WHAT IS EXPECTED: Take the data below and extract the lines from the one with "folded.push(Value::Object(block));" to the one with "doc_count += 1;", inclusive, exactly as written.

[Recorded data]
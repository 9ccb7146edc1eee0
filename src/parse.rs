use serde_json::{Map, Value};

use crate::error::{ParseError, ParseErrorKind};
use crate::types::Template;

/// Protocol sections accepted at the top level as an alternative to a
/// `requests` list, with the protocol tag each one implies.
const PROTOCOL_SECTIONS: &[(&str, &str)] = &[
    ("http", "http"),
    ("dns", "dns"),
    ("network", "network"),
    ("tcp", "network"),
];

/// Hyphenated spellings accepted for underscore-named fields.
const KEY_ALIASES: &[(&str, &str)] = &[
    ("matchers-condition", "matchers_condition"),
    ("stop-at-first-match", "stop_at_first_match"),
    ("case-insensitive", "case_insensitive"),
    ("read-size", "read_size"),
    ("on-extract", "on_extract"),
];

/// Fields whose keys are user data and must be left untouched.
const OPAQUE_FIELDS: &[&str] = &["headers", "variables", "metadata"];

/// Parse one YAML document into an unvalidated Template.
///
/// Performs YAML deserialization and type mapping only. Does NOT validate the
/// template or apply normalization. Top-level `http`, `dns`, `network` (or
/// `tcp`) lists are folded into `requests` with the matching protocol tag.
pub fn parse(input: &str) -> Result<Template, ParseError> {
    if input.trim().is_empty() {
        return Err(ParseError {
            kind: ParseErrorKind::Syntax,
            message: "empty input".to_string(),
            path: None,
        });
    }

    check_multi_document(input)?;

    // YAML → serde_json::Value → Template, so key rewriting happens on a
    // plain tree.
    let value: Value = serde_saphyr::from_str(input).map_err(|e| {
        let msg = e.to_string();
        ParseError {
            kind: classify_saphyr_error(&msg),
            message: msg,
            path: None,
        }
    })?;

    let Value::Object(mut root) = value else {
        return Err(ParseError {
            kind: ParseErrorKind::TypeMismatch,
            message: "template root must be a YAML mapping".to_string(),
            path: None,
        });
    };

    fold_protocol_sections(&mut root)?;
    let mut value = Value::Object(root);
    rewrite_aliases(&mut value);

    serde_json::from_value(value).map_err(|e| {
        let msg = e.to_string();
        ParseError {
            kind: classify_json_error(&msg),
            message: msg,
            path: None,
        }
    })
}

fn fold_protocol_sections(root: &mut Map<String, Value>) -> Result<(), ParseError> {
    let mut folded: Vec<Value> = Vec::new();
    for (section, protocol) in PROTOCOL_SECTIONS {
        let Some(entries) = root.remove(*section) else {
            continue;
        };
        let Value::Array(entries) = entries else {
            return Err(ParseError {
                kind: ParseErrorKind::TypeMismatch,
                message: format!("'{}' must be a list of request blocks", section),
                path: Some(section.to_string()),
            });
        };
        for (i, entry) in entries.into_iter().enumerate() {
            let Value::Object(mut block) = entry else {
                return Err(ParseError {
                    kind: ParseErrorKind::TypeMismatch,
                    message: "request block must be a mapping".to_string(),
                    path: Some(format!("{}[{}]", section, i)),
                });
            };
            block.insert("protocol".to_string(), Value::String(protocol.to_string()));
            folded.push(Value::Object(block));
        }
    }
    if folded.is_empty() {
        return Ok(());
    }

    match root.get_mut("requests") {
        Some(Value::Array(existing)) => existing.extend(folded),
        Some(_) => {
            return Err(ParseError {
                kind: ParseErrorKind::TypeMismatch,
                message: "'requests' must be a list of request blocks".to_string(),
                path: Some("requests".to_string()),
            });
        }
        None => {
            root.insert("requests".to_string(), Value::Array(folded));
        }
    }
    Ok(())
}

fn rewrite_aliases(value: &mut Value) {
    match value {
        Value::Object(map) => {
            let renames: Vec<(String, &str)> = map
                .keys()
                .filter_map(|k| {
                    KEY_ALIASES
                        .iter()
                        .find(|(alias, _)| alias == k)
                        .map(|(_, canonical)| (k.clone(), *canonical))
                })
                .collect();
            for (alias, canonical) in renames {
                if let Some(v) = map.remove(&alias) {
                    map.entry(canonical.to_string()).or_insert(v);
                }
            }
            for (key, child) in map.iter_mut() {
                if !OPAQUE_FIELDS.contains(&key.as_str()) {
                    rewrite_aliases(child);
                }
            }
        }
        Value::Array(items) => items.iter_mut().for_each(rewrite_aliases),
        _ => {}
    }
}

/// Check for multiple YAML documents (--- separator).
/// Only matches `---` at column 0 to avoid false positives inside block scalars.
fn check_multi_document(input: &str) -> Result<(), ParseError> {
    let mut doc_count = 0;
    for line in input.lines() {
        if line.starts_with("---") && line[3..].trim().is_empty() {
            doc_count += 1;
            if doc_count > 1 {
                return Err(ParseError {
                    kind: ParseErrorKind::Syntax,
                    message: "multi-document YAML is not supported; load one template per document"
                        .to_string(),
                    path: None,
                });
            }
        }
    }
    Ok(())
}

fn classify_saphyr_error(msg: &str) -> ParseErrorKind {
    let lower = msg.to_lowercase();
    if lower.contains("unknown") || lower.contains("variant") {
        ParseErrorKind::UnknownVariant
    } else if lower.contains("type") || lower.contains("invalid") || lower.contains("expected") {
        ParseErrorKind::TypeMismatch
    } else {
        ParseErrorKind::Syntax
    }
}

fn classify_json_error(msg: &str) -> ParseErrorKind {
    let lower = msg.to_lowercase();
    if lower.contains("unknown variant") || lower.contains("unknown field") {
        ParseErrorKind::UnknownVariant
    } else if lower.contains("missing field") || lower.contains("invalid type") {
        ParseErrorKind::TypeMismatch
    } else {
        ParseErrorKind::Syntax
    }
}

SOLUTION TO THE PROBLEM:
            folded.push(Value::Object(block));
        }
    }
    if folded.is_empty() {
        return Ok(());
    }

    match root.get_mut("requests") {
        Some(Value::Array(existing)) => existing.extend(folded),
        Some(_) => {
            return Err(ParseError {
                kind: ParseErrorKind::TypeMismatch,
                message: "'requests' must be a list of request blocks".to_string(),
                path: Some("requests".to_string()),
            });
        }
        None => {
            root.insert("requests".to_string(), Value::Array(folded));
        }
    }
    Ok(())
}

fn rewrite_aliases(value: &mut Value) {
    match value {
        Value::Object(map) => {
            let renames: Vec<(String, &str)> = map
                .keys()
                .filter_map(|k| {
                    KEY_ALIASES
                        .iter()
                        .find(|(alias, _)| alias == k)
                        .map(|(_, canonical)| (k.clone(), *canonical))
                })
                .collect();
            for (alias, canonical) in renames {
                if let Some(v) = map.remove(&alias) {
                    map.entry(canonical.to_string()).or_insert(v);
                }
            }
            for (key, child) in map.iter_mut() {
                if !OPAQUE_FIELDS.contains(&key.as_str()) {
                    rewrite_aliases(child);
                }
            }
        }
        Value::Array(items) => items.iter_mut().for_each(rewrite_aliases),
        _ => {}
    }
}

/// Check for multiple YAML documents (--- separator).
/// Only matches `---` at column 0 to avoid false positives inside block scalars.
fn check_multi_document(input: &str) -> Result<(), ParseError> {
    let mut doc_count = 0;
    for line in input.lines() {
        if line.starts_with("---") && line[3..].trim().is_empty() {
            doc_count += 1;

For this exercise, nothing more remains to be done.